The vast majority of the roughly 1,500 drones flying in Iraq and Afghanistan, however, are much smaller craft, controlled by soldiers and Marines. Not long ago, a NEWSWEEK reporter watched as Sgt. Lenzy Schneider, 24, launched a Raven UAV from the roof of a building in a forward operating base near the town of Balad. Ravens are about the size of large model airplanes, with a wingspan of three feet. (The drone is sometimes mistaken for a bird when it is high in the sky.) Battery-powered, made of Kevlar and Styrofoam, they weigh less than five pounds and cost a mere $35,000—about one twentieth the price of a Predator. They're launched the same way a child might send a model plane skyward—with a flip of the wrist. "Anyone can fly it, even me," says Schneider, grinning. A two-week course is all a soldier needs to master the fundamentals of the Raven, although the Army has created a new classification—15W—for pilots who control larger drones.
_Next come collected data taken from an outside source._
//! Mail delivery abstraction.
//!
//! This module defines the `Mailer` trait to abstract the mail transport,
//! enabling the daemon to be tested without an SMTP server.

use std::collections::{HashMap, VecDeque};
use std::path::PathBuf;
use std::sync::Arc;
use std::sync::atomic::{AtomicUsize, Ordering};
use std::time::Duration;

use async_trait::async_trait;
use chrono::{DateTime, Utc};
use lettre::message::header::ContentType;
use lettre::message::{Attachment, Mailbox, MultiPart, SinglePart};
use lettre::transport::smtp::authentication::Credentials;
use lettre::{AsyncSmtpTransport, AsyncTransport, Message, Tokio1Executor};
use parking_lot::Mutex;
use serde::{Deserialize, Serialize};

use crate::config::SmtpConfig;
use crate::domain::record::RecordId;
use crate::error::{DeliveryError, Result, TexpostError};

/// A message ready for the transport: one PDF attachment per message.
#[derive(Debug, Clone, PartialEq, Eq, Serialize, Deserialize)]
pub struct OutgoingMail {
    pub record_id: RecordId,
    pub to: Vec<String>,
    pub subject: String,
    pub body_text: String,
    #[serde(default, skip_serializing_if = "Option::is_none")]
    pub body_html: Option<String>,
    pub attachment: PathBuf,
}

impl OutgoingMail {
    /// File name the attachment is presented under.
    pub fn attachment_name(&self) -> String {
        self.attachment
            .file_name()
            .map(|n| n.to_string_lossy().into_owned())
            .unwrap_or_else(|| format!("{}.pdf", self.record_id))
    }
}

/// Transport-level acknowledgment of an accepted message.
#[derive(Debug, Clone, PartialEq, Eq, Serialize, Deserialize)]
pub struct DeliveryReceipt {
    /// SMTP reply code, e.g. "250".
    pub code: String,
    pub message: String,
    pub accepted_at: DateTime<Utc>,
}

/// Trait for sending a compiled document.
///
/// Implementations classify every failure into a [`DeliveryError`] so the
/// daemon can decide between retrying, failing the record, or stopping.
#[async_trait]
pub trait Mailer: Send + Sync {
    async fn send(
        &self,
        mail: &OutgoingMail,
    ) -> std::result::Result<DeliveryReceipt, DeliveryError>;
}

// ============================================================================
// Production Implementation using lettre
// ============================================================================

/// SMTP mailer using STARTTLS and sender credentials.
#[derive(Clone)]
pub struct SmtpMailer {
    transport: AsyncSmtpTransport<Tokio1Executor>,
    sender: Mailbox,
}

impl SmtpMailer {
    pub fn from_config(config: &SmtpConfig) -> Result<Self> {
        let sender: Mailbox = config.sender.parse().map_err(|e| {
            TexpostError::Config(format!("invalid sender address '{}': {}", config.sender, e))
        })?;

        let transport = AsyncSmtpTransport::<Tokio1Executor>::starttls_relay(&config.server)
            .map_err(|e| {
                TexpostError::Config(format!("invalid SMTP server '{}': {}", config.server, e))
            })?
            .port(config.port)
            .credentials(Credentials::new(
                config.sender.clone(),
                config.password.clone(),
            ))
            .timeout(Some(Duration::from_millis(config.timeout_ms)))
            .build();

        Ok(Self { transport, sender })
    }

    async fn build_message(
        &self,
        mail: &OutgoingMail,
    ) -> std::result::Result<Message, DeliveryError> {
        let mut builder = Message::builder()
            .from(self.sender.clone())
            .subject(mail.subject.clone());
        for to in &mail.to {
            let mailbox: Mailbox = to.parse().map_err(|e| {
                DeliveryError::Rejected(format!("invalid recipient '{}': {}", to, e))
            })?;
            builder = builder.to(mailbox);
        }

        let pdf = tokio::fs::read(&mail.attachment).await.map_err(|e| {
            DeliveryError::Rejected(format!(
                "cannot read attachment {}: {}",
                mail.attachment.display(),
                e
            ))
        })?;
        let content_type = ContentType::parse("application/pdf")
            .map_err(|e| DeliveryError::Rejected(e.to_string()))?;
        let attachment = Attachment::new(mail.attachment_name()).body(pdf, content_type);

        let body = match &mail.body_html {
            Some(html) => MultiPart::mixed()
                .multipart(MultiPart::alternative_plain_html(
                    mail.body_text.clone(),
                    html.clone(),
                ))
                .singlepart(attachment),
            None => MultiPart::mixed()
                .singlepart(SinglePart::plain(mail.body_text.clone()))
                .singlepart(attachment),
        };

        builder
            .multipart(body)
            .map_err(|e| DeliveryError::Rejected(e.to_string()))
    }
}

/// Map a transport error onto the delivery taxonomy.
fn classify(err: lettre::transport::smtp::Error) -> DeliveryError {
    let code = err
        .status()
        .and_then(|code| code.to_string().parse::<u16>().ok());
    let text = err.to_string();
    match code {
        Some(530 | 534 | 535) => DeliveryError::Authentication(text),
        _ if err.is_permanent() => DeliveryError::Rejected(text),
        _ if err.is_timeout() => DeliveryError::Timeout(text),
        _ if err.is_transient() => DeliveryError::Transient(text),
        _ => DeliveryError::Connection(text),
    }
}

#[async_trait]
impl Mailer for SmtpMailer {
    #[tracing::instrument(
        skip_all,
        fields(record_id = %mail.record_id, recipients = mail.to.len())
    )]
    async fn send(
        &self,
        mail: &OutgoingMail,
    ) -> std::result::Result<DeliveryReceipt, DeliveryError> {
        let message = self.build_message(mail).await?;
        let response = self.transport.send(message).await.map_err(classify)?;
        Ok(DeliveryReceipt {
            code: response.code().to_string(),
            message: response.first_line().unwrap_or_default().to_string(),
            accepted_at: Utc::now(),
        })
    }
}

// ============================================================================
// Mock Implementation for Testing
// ============================================================================

/// Record of a call made to the mock mailer.
#[derive(Debug, Clone)]
pub struct MockSendCall {
    pub mail: OutgoingMail,
    /// Size of the attachment at send time, `None` if it was missing.
    pub attachment_bytes: Option<u64>,
}

/// Mock mailer for testing.
///
/// Responses are queued per record id and returned in FIFO order. Unqueued
/// sends are accepted with a `250` receipt.
#[derive(Clone)]
pub struct MockMailer {
    responses: Arc<Mutex<HashMap<RecordId, VecDeque<std::result::Result<(), DeliveryError>>>>>,
    calls: Arc<Mutex<Vec<MockSendCall>>>,
    in_flight: Arc<AtomicUsize>,
}

impl MockMailer {
    pub fn new() -> Self {
        Self {
            responses: Arc::new(Mutex::new(HashMap::new())),
            calls: Arc::new(Mutex::new(Vec::new())),
            in_flight: Arc::new(AtomicUsize::new(0)),
        }
    }

    /// Queue an outcome for a specific record.
    pub fn add_response(&self, record_id: &str, response: std::result::Result<(), DeliveryError>) {
        self.responses
            .lock()
            .entry(RecordId::from(record_id))
            .or_default()
            .push_back(response);
    }

    pub fn get_calls(&self) -> Vec<MockSendCall> {
        self.calls.lock().clone()
    }

    pub fn call_count(&self) -> usize {
        self.calls.lock().len()
    }

    pub fn in_flight_count(&self) -> usize {
        self.in_flight.load(Ordering::SeqCst)
    }
}

impl Default for MockMailer {
    fn default() -> Self {
        Self::new()
    }
}

#[async_trait]
impl Mailer for MockMailer {
    async fn send(
        &self,
        mail: &OutgoingMail,
    ) -> std::result::Result<DeliveryReceipt, DeliveryError> {
        self.in_flight.fetch_add(1, Ordering::SeqCst);
        let in_flight = self.in_flight.clone();
        let _guard = scopeguard::guard((), move |_| {
            in_flight.fetch_sub(1, Ordering::SeqCst);
        });

        let attachment_bytes = tokio::fs::metadata(&mail.attachment)
            .await
            .ok()
            .map(|m| m.len());
        self.calls.lock().push(MockSendCall {
            mail: mail.clone(),
            attachment_bytes,
        });

        let response = self
            .responses
            .lock()
            .get_mut(&mail.record_id)
            .and_then(|queue| queue.pop_front())
            .unwrap_or(Ok(()));

        response.map(|()| DeliveryReceipt {
            code: "250".to_string(),
            message: "2.0.0 OK: queued".to_string(),
            accepted_at: Utc::now(),
        })
    }
}

#[cfg(test)]
mod tests {
    use super::*;

    fn mail(attachment: PathBuf) -> OutgoingMail {
        OutgoingMail {
            record_id: RecordId::from("r1"),
            to: vec!["a@example.com".into()],
            subject: "Hello".into(),
            body_text: "See attached".into(),
            body_html: None,
            attachment,
        }
    }

    #[test]
    fn test_attachment_name_from_path() {
        let mail = mail(PathBuf::from("/pdfs/r1/r1.pdf"));
        assert_eq!(mail.attachment_name(), "r1.pdf");
    }

    #[tokio::test]
    async fn test_mock_mailer_accepts_by_default() {
        let mock = MockMailer::new();
        let receipt = mock.send(&mail(PathBuf::from("/nonexistent.pdf"))).await.unwrap();
        assert_eq!(receipt.code, "250");
        assert_eq!(mock.call_count(), 1);
        assert_eq!(mock.get_calls()[0].attachment_bytes, None);
    }

    #[tokio::test]
    async fn test_mock_mailer_returns_queued_failures_in_order() {
        let mock = MockMailer::new();
        mock.add_response("r1", Err(DeliveryError::Timeout("30s".into())));
        mock.add_response("r1", Err(DeliveryError::Rejected("550".into())));

        let mail = mail(PathBuf::from("/nonexistent.pdf"));
        assert_eq!(
            mock.send(&mail).await.unwrap_err(),
            DeliveryError::Timeout("30s".into())
        );
        assert_eq!(
            mock.send(&mail).await.unwrap_err(),
            DeliveryError::Rejected("550".into())
        );
        assert!(mock.send(&mail).await.is_ok());
        assert_eq!(mock.in_flight_count(), 0);
    }

    #[tokio::test]
    async fn test_invalid_recipient_is_rejected() {
        let dir = tempfile::tempdir().unwrap();
        let pdf = dir.path().join("r1.pdf");
        tokio::fs::write(&pdf, b"%PDF").await.unwrap();

        let mailer = SmtpMailer::from_config(&SmtpConfig {
            server: "localhost".into(),
            sender: "sender@example.com".into(),
            password: "secret".into(),
            ..Default::default()
        })
        .unwrap();

        let mut mail = mail(pdf);
        mail.to = vec!["not an address".into()];
        let err = mailer.send(&mail).await.unwrap_err();
        assert!(matches!(err, DeliveryError::Rejected(_)));
    }

    #[tokio::test]
    async fn test_message_carries_pdf_attachment() {
        let dir = tempfile::tempdir().unwrap();
        let pdf = dir.path().join("r1.pdf");
        tokio::fs::write(&pdf, b"%PDF-1.4").await.unwrap();

        let mailer = SmtpMailer::from_config(&SmtpConfig {
            server: "localhost".into(),
            sender: "sender@example.com".into(),
            password: "secret".into(),
            ..Default::default()
        })
        .unwrap();

        let message = mailer.build_message(&mail(pdf)).await.unwrap();
        let raw = String::from_utf8(message.formatted()).unwrap();
        assert!(raw.contains("application/pdf"));
        assert!(raw.contains("r1.pdf"));
        assert!(raw.contains("Subject: Hello"));
    }
}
Sgt. Chris Hermann, 24, flies his Shadow—one of those larger craft, launched by catapult and capable of staying airborne all day long—from a comfortable chair inside a trailer at a forward operating base outside Baghdad. He controls the bird with a large trackball, a hemispherical device built into his computer console. "Yeah, middle of the desert, aircon and a padded seat, there are worse jobs in Iraq," he says. The job is important but not all that challenging, he says. "We all joke about it," he told a NEWSWEEK reporter. "A monkey can do this job, this bird flies itself, it lands itself." When the weather is bad and the Shadow can't fly, Hermann and his buddies will get together and play Battlefield 2 or Call of Duty 4 or The Underground. Compared with those videogames, Hermann says, flying a Shadow is "kind of like old Atari, pretty basic, point and click."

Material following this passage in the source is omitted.